Please output the section of the listing below that opens with the line containing "let rt = tokio::runtime::Builder::new_current_thread()" and closes with the line containing "Step 2: create.", exactly and with nothing else.

Records provided |
'''
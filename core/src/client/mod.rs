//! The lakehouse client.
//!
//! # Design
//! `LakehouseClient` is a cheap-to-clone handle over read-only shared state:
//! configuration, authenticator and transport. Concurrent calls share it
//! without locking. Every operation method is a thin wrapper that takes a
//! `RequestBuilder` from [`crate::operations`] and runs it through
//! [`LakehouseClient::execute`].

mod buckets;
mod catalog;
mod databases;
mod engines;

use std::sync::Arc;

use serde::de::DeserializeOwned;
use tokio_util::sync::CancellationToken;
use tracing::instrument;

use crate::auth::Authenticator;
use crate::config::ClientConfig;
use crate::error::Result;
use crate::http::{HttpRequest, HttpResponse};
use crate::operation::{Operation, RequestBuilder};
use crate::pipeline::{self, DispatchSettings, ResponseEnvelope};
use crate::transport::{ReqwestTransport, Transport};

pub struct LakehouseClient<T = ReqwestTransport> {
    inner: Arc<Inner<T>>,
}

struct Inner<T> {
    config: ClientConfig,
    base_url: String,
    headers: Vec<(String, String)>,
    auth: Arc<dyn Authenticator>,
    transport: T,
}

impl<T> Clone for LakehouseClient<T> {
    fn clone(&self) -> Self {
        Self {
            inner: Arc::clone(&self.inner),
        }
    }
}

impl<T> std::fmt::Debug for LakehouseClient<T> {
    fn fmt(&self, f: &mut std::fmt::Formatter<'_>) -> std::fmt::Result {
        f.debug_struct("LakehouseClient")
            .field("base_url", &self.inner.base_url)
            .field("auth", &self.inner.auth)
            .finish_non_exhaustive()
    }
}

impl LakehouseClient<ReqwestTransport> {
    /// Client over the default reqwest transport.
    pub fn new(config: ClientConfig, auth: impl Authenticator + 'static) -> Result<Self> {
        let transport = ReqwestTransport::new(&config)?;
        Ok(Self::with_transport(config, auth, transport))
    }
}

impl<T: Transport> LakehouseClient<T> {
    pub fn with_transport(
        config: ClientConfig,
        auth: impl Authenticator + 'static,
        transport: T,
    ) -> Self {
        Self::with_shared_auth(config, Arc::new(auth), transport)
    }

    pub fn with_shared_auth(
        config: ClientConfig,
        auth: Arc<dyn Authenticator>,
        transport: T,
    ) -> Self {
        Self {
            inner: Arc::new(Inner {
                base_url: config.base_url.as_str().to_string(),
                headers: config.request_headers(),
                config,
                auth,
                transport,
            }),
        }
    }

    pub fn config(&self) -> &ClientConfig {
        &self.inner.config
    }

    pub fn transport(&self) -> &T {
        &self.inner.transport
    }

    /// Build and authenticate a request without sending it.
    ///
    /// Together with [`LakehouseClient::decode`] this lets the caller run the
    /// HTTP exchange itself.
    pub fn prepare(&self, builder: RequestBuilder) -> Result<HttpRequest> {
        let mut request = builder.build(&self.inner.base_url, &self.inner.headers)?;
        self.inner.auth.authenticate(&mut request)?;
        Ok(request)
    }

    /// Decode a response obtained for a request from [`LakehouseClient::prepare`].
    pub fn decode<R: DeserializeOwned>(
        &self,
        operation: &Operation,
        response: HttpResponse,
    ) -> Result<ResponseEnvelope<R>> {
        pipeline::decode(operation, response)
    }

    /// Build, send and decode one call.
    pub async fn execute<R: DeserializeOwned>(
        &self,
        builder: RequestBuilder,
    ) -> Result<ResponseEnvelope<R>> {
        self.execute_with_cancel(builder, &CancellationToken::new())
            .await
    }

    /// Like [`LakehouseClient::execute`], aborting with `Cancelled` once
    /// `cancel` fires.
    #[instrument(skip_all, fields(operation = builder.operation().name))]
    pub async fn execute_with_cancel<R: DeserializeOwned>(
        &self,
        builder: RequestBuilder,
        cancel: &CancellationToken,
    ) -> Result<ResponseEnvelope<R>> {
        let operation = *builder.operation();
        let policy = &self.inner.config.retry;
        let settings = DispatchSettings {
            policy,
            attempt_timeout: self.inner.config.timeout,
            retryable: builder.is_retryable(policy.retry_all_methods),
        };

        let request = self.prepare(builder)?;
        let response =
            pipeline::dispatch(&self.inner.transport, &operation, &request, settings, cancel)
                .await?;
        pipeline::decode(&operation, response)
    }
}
'''
'''
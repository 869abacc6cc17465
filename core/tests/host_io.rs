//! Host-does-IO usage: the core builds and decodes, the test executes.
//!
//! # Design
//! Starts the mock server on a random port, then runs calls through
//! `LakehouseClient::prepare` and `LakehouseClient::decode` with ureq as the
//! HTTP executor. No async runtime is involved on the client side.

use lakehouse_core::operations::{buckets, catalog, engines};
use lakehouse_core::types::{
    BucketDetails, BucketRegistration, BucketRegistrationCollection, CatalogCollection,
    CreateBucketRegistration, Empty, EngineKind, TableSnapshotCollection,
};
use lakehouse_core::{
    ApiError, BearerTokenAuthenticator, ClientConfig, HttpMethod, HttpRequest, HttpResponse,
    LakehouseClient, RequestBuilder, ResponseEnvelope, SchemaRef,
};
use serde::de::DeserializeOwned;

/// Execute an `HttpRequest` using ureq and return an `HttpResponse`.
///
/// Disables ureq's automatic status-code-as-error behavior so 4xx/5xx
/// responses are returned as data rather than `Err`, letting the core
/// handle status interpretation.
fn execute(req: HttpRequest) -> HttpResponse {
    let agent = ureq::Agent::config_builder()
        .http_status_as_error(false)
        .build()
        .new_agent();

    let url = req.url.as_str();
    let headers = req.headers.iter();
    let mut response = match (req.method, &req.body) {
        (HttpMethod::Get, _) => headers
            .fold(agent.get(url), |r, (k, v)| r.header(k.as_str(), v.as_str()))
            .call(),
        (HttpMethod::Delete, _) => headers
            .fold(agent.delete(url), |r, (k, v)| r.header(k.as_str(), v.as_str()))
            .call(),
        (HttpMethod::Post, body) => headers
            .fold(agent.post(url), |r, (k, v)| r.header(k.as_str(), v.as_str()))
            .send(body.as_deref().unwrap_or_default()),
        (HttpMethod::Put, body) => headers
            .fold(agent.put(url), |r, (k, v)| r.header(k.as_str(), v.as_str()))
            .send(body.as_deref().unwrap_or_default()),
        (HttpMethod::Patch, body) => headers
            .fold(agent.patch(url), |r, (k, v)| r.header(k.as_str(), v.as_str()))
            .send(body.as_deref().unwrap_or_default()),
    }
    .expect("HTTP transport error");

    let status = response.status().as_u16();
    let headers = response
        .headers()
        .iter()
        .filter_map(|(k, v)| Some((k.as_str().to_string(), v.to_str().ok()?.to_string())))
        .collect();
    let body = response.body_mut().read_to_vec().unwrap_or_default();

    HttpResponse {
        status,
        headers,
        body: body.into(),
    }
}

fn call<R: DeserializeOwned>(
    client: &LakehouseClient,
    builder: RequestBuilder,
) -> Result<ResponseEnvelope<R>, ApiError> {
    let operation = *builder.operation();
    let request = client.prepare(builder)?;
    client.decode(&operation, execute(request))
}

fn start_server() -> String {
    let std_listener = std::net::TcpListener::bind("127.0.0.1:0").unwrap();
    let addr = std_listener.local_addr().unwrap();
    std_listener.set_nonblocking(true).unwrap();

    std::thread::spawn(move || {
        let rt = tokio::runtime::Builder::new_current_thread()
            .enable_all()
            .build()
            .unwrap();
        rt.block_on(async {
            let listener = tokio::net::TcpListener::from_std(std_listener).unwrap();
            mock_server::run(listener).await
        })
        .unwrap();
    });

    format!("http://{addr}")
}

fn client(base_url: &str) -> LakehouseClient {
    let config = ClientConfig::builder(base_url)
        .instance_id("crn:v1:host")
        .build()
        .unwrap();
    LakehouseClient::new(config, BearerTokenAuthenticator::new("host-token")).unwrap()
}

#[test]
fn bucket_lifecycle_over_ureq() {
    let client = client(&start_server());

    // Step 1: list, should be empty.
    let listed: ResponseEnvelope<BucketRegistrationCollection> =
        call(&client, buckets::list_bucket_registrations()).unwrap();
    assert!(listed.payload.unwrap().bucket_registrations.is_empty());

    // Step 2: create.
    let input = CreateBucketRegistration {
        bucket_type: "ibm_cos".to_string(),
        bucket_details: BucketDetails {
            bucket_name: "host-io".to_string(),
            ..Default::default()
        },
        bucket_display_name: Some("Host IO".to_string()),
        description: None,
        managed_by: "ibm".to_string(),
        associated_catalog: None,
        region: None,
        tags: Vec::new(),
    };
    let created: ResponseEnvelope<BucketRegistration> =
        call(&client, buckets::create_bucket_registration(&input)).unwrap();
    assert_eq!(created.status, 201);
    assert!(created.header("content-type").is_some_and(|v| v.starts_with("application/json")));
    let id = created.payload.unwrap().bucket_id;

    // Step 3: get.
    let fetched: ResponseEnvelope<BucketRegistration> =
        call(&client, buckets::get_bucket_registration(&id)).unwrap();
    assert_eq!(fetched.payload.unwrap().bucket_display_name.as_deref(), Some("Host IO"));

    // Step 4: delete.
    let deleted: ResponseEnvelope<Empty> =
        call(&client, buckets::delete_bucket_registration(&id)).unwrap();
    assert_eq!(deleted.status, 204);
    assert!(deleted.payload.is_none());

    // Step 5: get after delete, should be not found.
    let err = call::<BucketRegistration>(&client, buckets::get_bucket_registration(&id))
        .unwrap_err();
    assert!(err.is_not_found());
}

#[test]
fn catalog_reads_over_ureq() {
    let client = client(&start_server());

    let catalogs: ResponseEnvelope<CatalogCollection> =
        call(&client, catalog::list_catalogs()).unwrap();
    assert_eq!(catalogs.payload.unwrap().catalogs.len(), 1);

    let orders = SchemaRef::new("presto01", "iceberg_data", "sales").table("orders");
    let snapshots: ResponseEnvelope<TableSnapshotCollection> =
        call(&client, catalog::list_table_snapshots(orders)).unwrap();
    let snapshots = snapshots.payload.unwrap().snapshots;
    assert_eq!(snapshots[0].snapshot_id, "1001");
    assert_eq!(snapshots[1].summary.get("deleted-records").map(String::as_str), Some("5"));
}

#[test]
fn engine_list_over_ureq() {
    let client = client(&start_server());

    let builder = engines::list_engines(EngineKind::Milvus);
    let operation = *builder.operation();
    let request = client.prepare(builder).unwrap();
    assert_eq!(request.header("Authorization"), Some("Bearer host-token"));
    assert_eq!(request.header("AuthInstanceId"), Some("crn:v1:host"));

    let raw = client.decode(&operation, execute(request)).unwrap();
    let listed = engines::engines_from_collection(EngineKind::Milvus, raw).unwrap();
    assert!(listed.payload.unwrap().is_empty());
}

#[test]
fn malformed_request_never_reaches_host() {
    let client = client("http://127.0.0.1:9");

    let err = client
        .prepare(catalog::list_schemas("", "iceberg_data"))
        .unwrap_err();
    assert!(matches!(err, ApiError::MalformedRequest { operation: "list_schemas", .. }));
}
'''
Response below |
        let rt = tokio::runtime::Builder::new_current_thread()
            .enable_all()
            .build()
            .unwrap();
        rt.block_on(async {
            let listener = tokio::net::TcpListener::from_std(std_listener).unwrap();
            mock_server::run(listener).await
        })
        .unwrap();
    });

    format!("http://{addr}")
}

fn client(base_url: &str) -> LakehouseClient {
    let config = ClientConfig::builder(base_url)
        .instance_id("crn:v1:host")
        .build()
        .unwrap();
    LakehouseClient::new(config, BearerTokenAuthenticator::new("host-token")).unwrap()
}

#[test]
fn bucket_lifecycle_over_ureq() {
    let client = client(&start_server());

    // Step 1: list, should be empty.
    let listed: ResponseEnvelope<BucketRegistrationCollection> =
        call(&client, buckets::list_bucket_registrations()).unwrap();
    assert!(listed.payload.unwrap().bucket_registrations.is_empty());

    // Step 2: create.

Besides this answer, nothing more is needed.